* Brief *
Go through the data below and return each line containing the word "rest".

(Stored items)
----

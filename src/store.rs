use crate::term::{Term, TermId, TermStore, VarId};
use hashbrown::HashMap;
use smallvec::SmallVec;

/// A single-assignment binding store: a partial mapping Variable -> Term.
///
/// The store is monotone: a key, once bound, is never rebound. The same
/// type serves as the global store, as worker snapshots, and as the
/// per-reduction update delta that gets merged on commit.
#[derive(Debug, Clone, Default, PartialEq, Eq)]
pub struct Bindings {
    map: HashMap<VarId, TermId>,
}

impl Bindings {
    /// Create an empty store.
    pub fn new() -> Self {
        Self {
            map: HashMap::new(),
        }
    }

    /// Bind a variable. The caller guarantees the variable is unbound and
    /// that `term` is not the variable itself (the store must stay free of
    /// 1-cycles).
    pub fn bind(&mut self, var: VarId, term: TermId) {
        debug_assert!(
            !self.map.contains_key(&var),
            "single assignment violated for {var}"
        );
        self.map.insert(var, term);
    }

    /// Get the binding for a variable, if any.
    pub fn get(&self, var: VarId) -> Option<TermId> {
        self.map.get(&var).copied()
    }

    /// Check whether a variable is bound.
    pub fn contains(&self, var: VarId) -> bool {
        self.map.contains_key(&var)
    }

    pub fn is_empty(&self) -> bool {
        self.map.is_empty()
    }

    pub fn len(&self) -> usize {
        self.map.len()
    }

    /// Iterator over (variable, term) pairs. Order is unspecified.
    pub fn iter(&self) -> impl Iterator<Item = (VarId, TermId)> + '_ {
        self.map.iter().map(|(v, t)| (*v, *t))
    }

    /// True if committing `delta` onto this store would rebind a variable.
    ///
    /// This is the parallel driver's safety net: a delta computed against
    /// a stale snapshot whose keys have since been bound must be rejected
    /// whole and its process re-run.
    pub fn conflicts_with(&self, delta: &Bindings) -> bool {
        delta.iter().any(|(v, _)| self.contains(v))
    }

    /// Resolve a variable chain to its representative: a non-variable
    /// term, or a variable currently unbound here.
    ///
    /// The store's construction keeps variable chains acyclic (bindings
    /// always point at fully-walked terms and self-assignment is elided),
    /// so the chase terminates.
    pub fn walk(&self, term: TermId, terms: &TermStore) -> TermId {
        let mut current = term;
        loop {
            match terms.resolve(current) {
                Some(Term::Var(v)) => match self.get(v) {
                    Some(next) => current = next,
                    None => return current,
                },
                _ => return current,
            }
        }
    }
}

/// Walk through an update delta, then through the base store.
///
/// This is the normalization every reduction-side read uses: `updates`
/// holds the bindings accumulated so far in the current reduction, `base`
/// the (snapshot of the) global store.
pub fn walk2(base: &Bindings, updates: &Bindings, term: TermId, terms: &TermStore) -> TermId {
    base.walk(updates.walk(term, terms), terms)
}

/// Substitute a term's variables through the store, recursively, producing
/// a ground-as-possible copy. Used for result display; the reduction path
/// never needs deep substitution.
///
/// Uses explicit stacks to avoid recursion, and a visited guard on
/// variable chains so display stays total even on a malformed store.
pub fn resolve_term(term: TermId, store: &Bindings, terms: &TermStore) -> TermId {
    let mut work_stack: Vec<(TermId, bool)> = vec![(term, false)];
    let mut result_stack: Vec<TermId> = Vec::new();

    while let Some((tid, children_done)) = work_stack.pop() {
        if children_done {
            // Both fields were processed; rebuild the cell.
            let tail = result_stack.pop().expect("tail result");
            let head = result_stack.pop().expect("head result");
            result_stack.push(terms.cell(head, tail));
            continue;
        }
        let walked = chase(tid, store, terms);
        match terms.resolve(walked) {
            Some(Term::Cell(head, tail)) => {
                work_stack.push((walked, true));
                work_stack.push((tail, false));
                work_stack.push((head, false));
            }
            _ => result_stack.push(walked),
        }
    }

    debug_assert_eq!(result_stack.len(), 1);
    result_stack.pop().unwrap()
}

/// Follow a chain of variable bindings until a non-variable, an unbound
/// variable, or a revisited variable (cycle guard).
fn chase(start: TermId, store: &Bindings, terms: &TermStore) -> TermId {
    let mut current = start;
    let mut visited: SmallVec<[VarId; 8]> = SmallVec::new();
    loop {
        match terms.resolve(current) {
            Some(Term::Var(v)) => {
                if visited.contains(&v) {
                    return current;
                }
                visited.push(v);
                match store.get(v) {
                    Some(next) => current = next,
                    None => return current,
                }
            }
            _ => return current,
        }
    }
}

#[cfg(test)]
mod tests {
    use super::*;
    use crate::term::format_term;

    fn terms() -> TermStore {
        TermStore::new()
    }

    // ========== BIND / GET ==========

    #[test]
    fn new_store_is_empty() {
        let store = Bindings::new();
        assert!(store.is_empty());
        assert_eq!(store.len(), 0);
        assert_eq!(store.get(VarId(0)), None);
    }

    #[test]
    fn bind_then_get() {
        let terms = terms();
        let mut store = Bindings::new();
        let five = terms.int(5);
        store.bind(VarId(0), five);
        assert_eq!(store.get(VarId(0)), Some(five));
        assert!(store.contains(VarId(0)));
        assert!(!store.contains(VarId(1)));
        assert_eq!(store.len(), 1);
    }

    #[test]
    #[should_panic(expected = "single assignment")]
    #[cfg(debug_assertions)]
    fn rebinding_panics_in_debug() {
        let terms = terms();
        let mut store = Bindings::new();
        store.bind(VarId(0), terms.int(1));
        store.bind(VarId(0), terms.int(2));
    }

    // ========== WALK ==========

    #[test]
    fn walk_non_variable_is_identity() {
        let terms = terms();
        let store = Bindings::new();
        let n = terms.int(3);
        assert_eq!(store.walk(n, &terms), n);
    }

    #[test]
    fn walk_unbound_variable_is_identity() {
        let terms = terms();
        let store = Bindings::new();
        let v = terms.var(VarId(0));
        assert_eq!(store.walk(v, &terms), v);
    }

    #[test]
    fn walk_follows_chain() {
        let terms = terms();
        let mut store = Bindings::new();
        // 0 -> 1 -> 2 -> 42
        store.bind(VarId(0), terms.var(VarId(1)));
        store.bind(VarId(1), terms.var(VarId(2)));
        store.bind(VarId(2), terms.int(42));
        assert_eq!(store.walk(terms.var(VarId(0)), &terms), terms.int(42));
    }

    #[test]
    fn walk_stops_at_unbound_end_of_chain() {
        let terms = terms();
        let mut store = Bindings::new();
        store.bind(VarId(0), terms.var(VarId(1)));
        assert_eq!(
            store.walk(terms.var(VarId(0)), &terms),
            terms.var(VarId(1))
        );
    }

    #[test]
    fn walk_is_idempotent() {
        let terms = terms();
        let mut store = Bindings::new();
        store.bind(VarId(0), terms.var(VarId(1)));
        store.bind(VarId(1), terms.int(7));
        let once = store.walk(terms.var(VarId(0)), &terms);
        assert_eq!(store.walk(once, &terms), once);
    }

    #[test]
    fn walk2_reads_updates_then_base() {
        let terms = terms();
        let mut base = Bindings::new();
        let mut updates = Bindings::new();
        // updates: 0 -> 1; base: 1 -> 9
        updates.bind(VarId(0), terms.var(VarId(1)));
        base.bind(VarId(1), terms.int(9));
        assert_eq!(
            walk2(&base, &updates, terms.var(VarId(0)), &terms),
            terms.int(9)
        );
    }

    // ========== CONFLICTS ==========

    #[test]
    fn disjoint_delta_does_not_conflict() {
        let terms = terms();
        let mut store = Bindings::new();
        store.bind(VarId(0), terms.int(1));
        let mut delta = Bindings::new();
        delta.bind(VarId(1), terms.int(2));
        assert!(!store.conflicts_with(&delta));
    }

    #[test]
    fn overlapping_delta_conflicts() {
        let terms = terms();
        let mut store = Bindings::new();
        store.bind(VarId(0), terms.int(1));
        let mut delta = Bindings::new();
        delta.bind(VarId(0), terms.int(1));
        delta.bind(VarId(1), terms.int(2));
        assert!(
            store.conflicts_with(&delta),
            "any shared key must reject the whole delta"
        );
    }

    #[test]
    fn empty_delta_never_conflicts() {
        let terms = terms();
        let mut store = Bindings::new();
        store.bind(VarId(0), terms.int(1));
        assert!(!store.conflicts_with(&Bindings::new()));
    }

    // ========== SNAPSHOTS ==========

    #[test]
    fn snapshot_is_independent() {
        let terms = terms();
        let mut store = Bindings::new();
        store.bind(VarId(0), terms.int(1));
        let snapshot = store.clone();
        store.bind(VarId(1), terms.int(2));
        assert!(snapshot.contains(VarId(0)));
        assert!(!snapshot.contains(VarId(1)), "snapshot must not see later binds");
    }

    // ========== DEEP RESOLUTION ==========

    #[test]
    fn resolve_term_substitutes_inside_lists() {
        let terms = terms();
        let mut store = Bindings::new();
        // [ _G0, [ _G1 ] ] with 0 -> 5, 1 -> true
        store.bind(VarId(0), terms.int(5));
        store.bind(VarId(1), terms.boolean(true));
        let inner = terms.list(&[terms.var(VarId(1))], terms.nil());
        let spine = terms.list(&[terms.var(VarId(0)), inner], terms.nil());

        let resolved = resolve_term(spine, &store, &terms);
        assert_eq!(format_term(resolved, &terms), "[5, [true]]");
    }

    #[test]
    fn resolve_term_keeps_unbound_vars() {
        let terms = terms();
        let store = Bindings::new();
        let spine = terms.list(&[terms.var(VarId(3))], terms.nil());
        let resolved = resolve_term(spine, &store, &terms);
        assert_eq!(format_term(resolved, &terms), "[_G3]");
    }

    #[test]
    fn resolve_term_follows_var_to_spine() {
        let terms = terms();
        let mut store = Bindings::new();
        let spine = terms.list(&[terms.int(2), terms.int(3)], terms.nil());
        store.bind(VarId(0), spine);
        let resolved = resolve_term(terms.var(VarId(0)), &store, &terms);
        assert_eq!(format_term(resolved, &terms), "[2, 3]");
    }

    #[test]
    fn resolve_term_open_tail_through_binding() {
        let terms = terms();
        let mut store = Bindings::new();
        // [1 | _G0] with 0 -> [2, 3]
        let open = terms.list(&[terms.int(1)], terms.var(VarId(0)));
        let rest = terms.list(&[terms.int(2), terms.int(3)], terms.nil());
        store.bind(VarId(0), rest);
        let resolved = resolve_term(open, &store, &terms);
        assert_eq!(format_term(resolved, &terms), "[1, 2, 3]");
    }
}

----

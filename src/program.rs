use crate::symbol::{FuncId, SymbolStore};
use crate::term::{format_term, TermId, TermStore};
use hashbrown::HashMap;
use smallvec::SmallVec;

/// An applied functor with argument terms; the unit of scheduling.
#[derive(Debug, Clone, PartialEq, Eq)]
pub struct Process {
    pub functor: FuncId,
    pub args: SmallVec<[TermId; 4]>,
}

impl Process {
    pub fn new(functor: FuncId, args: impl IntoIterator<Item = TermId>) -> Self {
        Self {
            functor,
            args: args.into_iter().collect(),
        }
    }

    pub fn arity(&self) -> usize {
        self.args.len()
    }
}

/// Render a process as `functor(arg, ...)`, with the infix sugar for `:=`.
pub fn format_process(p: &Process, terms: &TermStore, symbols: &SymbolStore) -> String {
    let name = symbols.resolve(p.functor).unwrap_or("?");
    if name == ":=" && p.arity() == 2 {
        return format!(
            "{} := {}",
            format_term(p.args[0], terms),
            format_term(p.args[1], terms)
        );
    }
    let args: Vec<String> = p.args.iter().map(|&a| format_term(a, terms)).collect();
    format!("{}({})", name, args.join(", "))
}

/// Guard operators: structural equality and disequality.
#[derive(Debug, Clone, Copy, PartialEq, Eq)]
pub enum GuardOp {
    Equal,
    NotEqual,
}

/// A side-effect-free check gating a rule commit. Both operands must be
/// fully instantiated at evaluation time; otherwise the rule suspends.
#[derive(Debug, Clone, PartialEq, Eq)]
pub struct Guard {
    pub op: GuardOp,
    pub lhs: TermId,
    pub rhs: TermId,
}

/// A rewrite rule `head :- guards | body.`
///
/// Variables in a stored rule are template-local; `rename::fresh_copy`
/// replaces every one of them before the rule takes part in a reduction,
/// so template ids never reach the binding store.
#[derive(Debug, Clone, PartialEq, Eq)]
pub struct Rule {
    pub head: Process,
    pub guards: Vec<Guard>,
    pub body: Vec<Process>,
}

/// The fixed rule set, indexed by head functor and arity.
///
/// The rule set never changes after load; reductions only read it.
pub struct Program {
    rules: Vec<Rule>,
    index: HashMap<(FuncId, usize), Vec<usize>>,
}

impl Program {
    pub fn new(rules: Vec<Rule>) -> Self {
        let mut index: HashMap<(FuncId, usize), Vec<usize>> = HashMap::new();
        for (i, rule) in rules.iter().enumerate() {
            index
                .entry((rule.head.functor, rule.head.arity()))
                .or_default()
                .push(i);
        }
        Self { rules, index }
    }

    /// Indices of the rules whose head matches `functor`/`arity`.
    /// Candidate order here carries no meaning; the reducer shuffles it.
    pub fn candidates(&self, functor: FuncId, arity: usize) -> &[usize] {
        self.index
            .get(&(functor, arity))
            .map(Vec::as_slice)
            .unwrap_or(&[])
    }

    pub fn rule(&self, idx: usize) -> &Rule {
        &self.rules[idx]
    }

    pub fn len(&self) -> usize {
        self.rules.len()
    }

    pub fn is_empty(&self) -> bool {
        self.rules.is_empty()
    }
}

----

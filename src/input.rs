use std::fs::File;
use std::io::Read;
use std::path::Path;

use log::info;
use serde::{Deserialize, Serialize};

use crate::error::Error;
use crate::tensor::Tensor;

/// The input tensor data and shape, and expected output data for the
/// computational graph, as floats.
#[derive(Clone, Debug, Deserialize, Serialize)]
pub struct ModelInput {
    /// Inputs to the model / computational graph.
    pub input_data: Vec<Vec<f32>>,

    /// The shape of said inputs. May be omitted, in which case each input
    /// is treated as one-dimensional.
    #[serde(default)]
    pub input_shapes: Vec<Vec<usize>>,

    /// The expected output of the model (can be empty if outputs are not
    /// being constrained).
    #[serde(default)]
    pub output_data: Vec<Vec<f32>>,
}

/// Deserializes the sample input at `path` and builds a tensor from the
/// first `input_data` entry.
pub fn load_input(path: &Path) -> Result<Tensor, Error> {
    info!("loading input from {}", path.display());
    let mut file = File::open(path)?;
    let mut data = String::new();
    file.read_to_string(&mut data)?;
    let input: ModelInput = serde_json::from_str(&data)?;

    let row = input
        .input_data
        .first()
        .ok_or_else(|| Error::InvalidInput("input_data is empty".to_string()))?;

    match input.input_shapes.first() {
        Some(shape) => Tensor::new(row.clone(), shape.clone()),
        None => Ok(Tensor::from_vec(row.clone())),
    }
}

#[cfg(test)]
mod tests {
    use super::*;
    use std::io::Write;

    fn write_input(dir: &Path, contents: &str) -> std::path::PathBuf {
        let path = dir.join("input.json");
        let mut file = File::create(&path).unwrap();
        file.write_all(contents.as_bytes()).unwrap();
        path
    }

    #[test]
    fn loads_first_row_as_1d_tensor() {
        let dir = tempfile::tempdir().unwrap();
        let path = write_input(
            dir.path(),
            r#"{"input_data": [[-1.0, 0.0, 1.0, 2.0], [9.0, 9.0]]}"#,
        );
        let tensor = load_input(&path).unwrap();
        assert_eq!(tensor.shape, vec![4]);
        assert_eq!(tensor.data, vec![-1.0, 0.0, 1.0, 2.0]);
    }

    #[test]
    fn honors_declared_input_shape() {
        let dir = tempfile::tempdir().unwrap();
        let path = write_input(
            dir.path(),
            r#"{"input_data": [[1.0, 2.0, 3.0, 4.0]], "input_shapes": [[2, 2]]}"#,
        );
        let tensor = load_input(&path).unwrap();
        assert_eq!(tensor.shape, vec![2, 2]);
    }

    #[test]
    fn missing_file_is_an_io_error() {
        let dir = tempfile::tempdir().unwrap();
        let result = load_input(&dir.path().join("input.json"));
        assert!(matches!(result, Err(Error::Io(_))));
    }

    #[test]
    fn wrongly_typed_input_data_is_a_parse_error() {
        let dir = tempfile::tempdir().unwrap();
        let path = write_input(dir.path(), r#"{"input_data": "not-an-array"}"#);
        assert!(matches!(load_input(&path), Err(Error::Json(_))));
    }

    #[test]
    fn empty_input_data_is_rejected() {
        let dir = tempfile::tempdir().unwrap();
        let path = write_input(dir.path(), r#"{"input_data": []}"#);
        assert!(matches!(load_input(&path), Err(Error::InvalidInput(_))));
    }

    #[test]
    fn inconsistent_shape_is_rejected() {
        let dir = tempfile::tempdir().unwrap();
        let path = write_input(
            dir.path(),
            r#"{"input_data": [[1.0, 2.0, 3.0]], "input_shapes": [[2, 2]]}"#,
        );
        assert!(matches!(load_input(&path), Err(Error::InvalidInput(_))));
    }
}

----

* Exercise answer *
        let rest = terms.list(&[terms.int(2), terms.int(3)], terms.nil());
        store.bind(VarId(0), rest);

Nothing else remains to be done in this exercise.